2.  Finally some relief for the crazy expensive prison calls.

3.  Judge Emmet Sullivan says give drug defendants a break (like corporations get).  Here's his opinion: "Drug conspiracy defendants are no less deserving of a second chance than bribery conspiracy defendants. And society is harmed at least as much by the devastating effect that felony convictions have on the lives of its citizens as it is by the effect of criminal convictions on corporations."

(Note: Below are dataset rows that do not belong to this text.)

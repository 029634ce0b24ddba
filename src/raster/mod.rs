// Copyright (c) 2026 Christoph Gaffga
// SPDX-License-Identifier: GPL-3.0-only
// https://github.com/cgaffga/phasmcore

//! Raster cover images as flat sample buffers.
//!
//! A [`Carrier`] owns the samples of an 8-bit image in row-major,
//! channel-interleaved order, which is the order the bit-plane codec walks
//! when embedding. Carriers built from RGB images store each pixel as
//! B, G, R: the legacy stego format was written over BGR-ordered pixel
//! buffers, so bit *i* of a frame goes to blue before green before red.
//! The `image` crate is only touched at the edges (RGB conversion);
//! everything inside the stego layer sees `&[u8]`.

pub mod error;
pub mod resize;

use image::RgbImage;

pub use error::RasterError;
pub use resize::{fit_within, fitted_dimensions, resize_square};

/// Number of interleaved channels in an RGB carrier.
pub const RGB_CHANNELS: usize = 3;

/// A height × width × channels grid of `u8` samples stored contiguously.
#[derive(Debug, Clone, PartialEq, Eq)]
pub struct Carrier {
    height: usize,
    width: usize,
    channels: usize,
    samples: Vec<u8>,
}

impl Carrier {
    /// Wrap an existing sample buffer.
    ///
    /// # Errors
    /// - [`RasterError::InvalidDimensions`] if any axis is zero.
    /// - [`RasterError::SizeMismatch`] if `samples.len() != height * width * channels`.
    pub fn new(height: usize, width: usize, channels: usize, samples: Vec<u8>) -> error::Result<Self> {
        if height == 0 || width == 0 {
            return Err(RasterError::InvalidDimensions { width, height });
        }
        if channels == 0 {
            return Err(RasterError::UnsupportedChannels(channels));
        }
        let expected = height
            .checked_mul(width)
            .and_then(|p| p.checked_mul(channels))
            .ok_or(RasterError::InvalidDimensions { width, height })?;
        if samples.len() != expected {
            return Err(RasterError::SizeMismatch { expected, actual: samples.len() });
        }
        Ok(Self { height, width, channels, samples })
    }

    /// Copy the samples of an RGB image, reordering each pixel to B, G, R.
    pub fn from_rgb(img: &RgbImage) -> Self {
        Self {
            height: img.height() as usize,
            width: img.width() as usize,
            channels: RGB_CHANNELS,
            samples: swap_red_blue(img.as_raw()),
        }
    }

    /// Convert back into an RGB image.
    ///
    /// # Errors
    /// [`RasterError::UnsupportedChannels`] unless the carrier has 3 channels.
    pub fn to_rgb(&self) -> error::Result<RgbImage> {
        if self.channels != RGB_CHANNELS {
            return Err(RasterError::UnsupportedChannels(self.channels));
        }
        let (width, height) = (self.width, self.height);
        let w = u32::try_from(width).map_err(|_| RasterError::InvalidDimensions { width, height })?;
        let h = u32::try_from(height).map_err(|_| RasterError::InvalidDimensions { width, height })?;
        RgbImage::from_raw(w, h, swap_red_blue(&self.samples))
            .ok_or(RasterError::SizeMismatch { expected: width * height * RGB_CHANNELS, actual: self.samples.len() })
    }

    /// Build a carrier with the same shape around a new sample buffer.
    pub fn with_samples(&self, samples: Vec<u8>) -> error::Result<Self> {
        Self::new(self.height, self.width, self.channels, samples)
    }

    /// Flat offset of `(row, col, ch)`: `(row * width + col) * channels + ch`,
    /// where `ch` counts in stored order (0 is blue for RGB-sourced carriers).
    ///
    /// This is the ordinal position used by the bit-plane codec, so bit *i*
    /// of a frame lives in the sample at `index` *i*.
    #[inline]
    pub fn index(&self, row: usize, col: usize, ch: usize) -> usize {
        debug_assert!(row < self.height && col < self.width && ch < self.channels);
        (row * self.width + col) * self.channels + ch
    }

    pub fn height(&self) -> usize {
        self.height
    }

    pub fn width(&self) -> usize {
        self.width
    }

    pub fn channels(&self) -> usize {
        self.channels
    }

    /// All samples in embedding order.
    pub fn samples(&self) -> &[u8] {
        &self.samples
    }

    /// Total sample count (height × width × channels).
    pub fn sample_count(&self) -> usize {
        self.samples.len()
    }
}

/// Exchange the first and third sample of every 3-byte pixel (RGB <-> BGR).
fn swap_red_blue(samples: &[u8]) -> Vec<u8> {
    samples
        .chunks_exact(RGB_CHANNELS)
        .flat_map(|px| [px[2], px[1], px[0]])
        .collect()
}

Thursday, October 22, 2015

Judge Ungaro published in U.M. Law Review

The intro from, Hon. Ursula Ungaro, Foreword: The Evolution of the Eleventh Circuit Court of Appeals: A New Era of Diversity on the Bench, 69 U. Miami L. Rev. 929 (2015):
From a historical perspective, 2014 was a pivotal year for the youngest circuit court in the nation. Within a four-month period, three new judges were confirmed and sworn in to serve on the Eleventh Circuit—all having clerked for distinguished Eleventh Circuit judges and all of them women. Judge Robin S. Rosenbaum, a former U.S. District Judge, U.S. Magistrate Judge, and Assistant U.S. Attorney in the Southern District of Florida, was elevated to the seat left vacant by Judge Rosemary Barkett. Judge Julie E. Carnes, a former U.S. District Judge and Assistant U.S. Attorney in the Northern District of Georgia, assumed the seat vacated by now Senior Judge James Edmondson. And Judge Jill A. Pryor, formerly a litigation partner at the Atlanta-based law firm of Bondurant, Mixson & Elmore, holds the seat left vacant by Judge Stanley Birch. This dramatic turnover of a quarter of the court’s authorized judgeships transformed the Eleventh Circuit into one of the most gender-balanced federal appellate courts in the country, with five active female judges to the court’s six active male judges.
There is no doubt that the new judges will enjoy long careers in which they will have ample opportunity to influence the development of the law of the circuit. More immediately, however, their confirmations provide the court with much needed relief. Traditionally, the Eleventh Circuit has been among the busiest circuits, annually shouldering over 500 appeals per judgeship. By December 2013, however, the court had four judicial vacancies and found itself unable to staff its panels with at least two Eleventh Circuit judges. This compelled Chief Judge Carnes to declare a judicial emergency under 28 U.S.C. § 46(b). On October 17, 2014, following the confirmations of the new judges, Chief Judge
Carnes issued General Order 42, vacating the emergency designation. With the confirmation of the new judges, there are now eleven active judges. But the Eleventh Circuit actually has twelve authorized judgeships, the same number as when it was first created. While twelve is a small number in relation to the population now served, and the judges theoretically could request additional judgeships under the judiciary’s own guidelines, Congress has declined to authorize any additional appellate judgeships since 1990. Even if it were inclined to do so, the Eleventh Circuit judges likely would not seek additional positions; they have consistently voiced their opposition to expansion of the court, citing the efficiency, collegiality, coherence, and predictability in the development of law that come with a smaller court.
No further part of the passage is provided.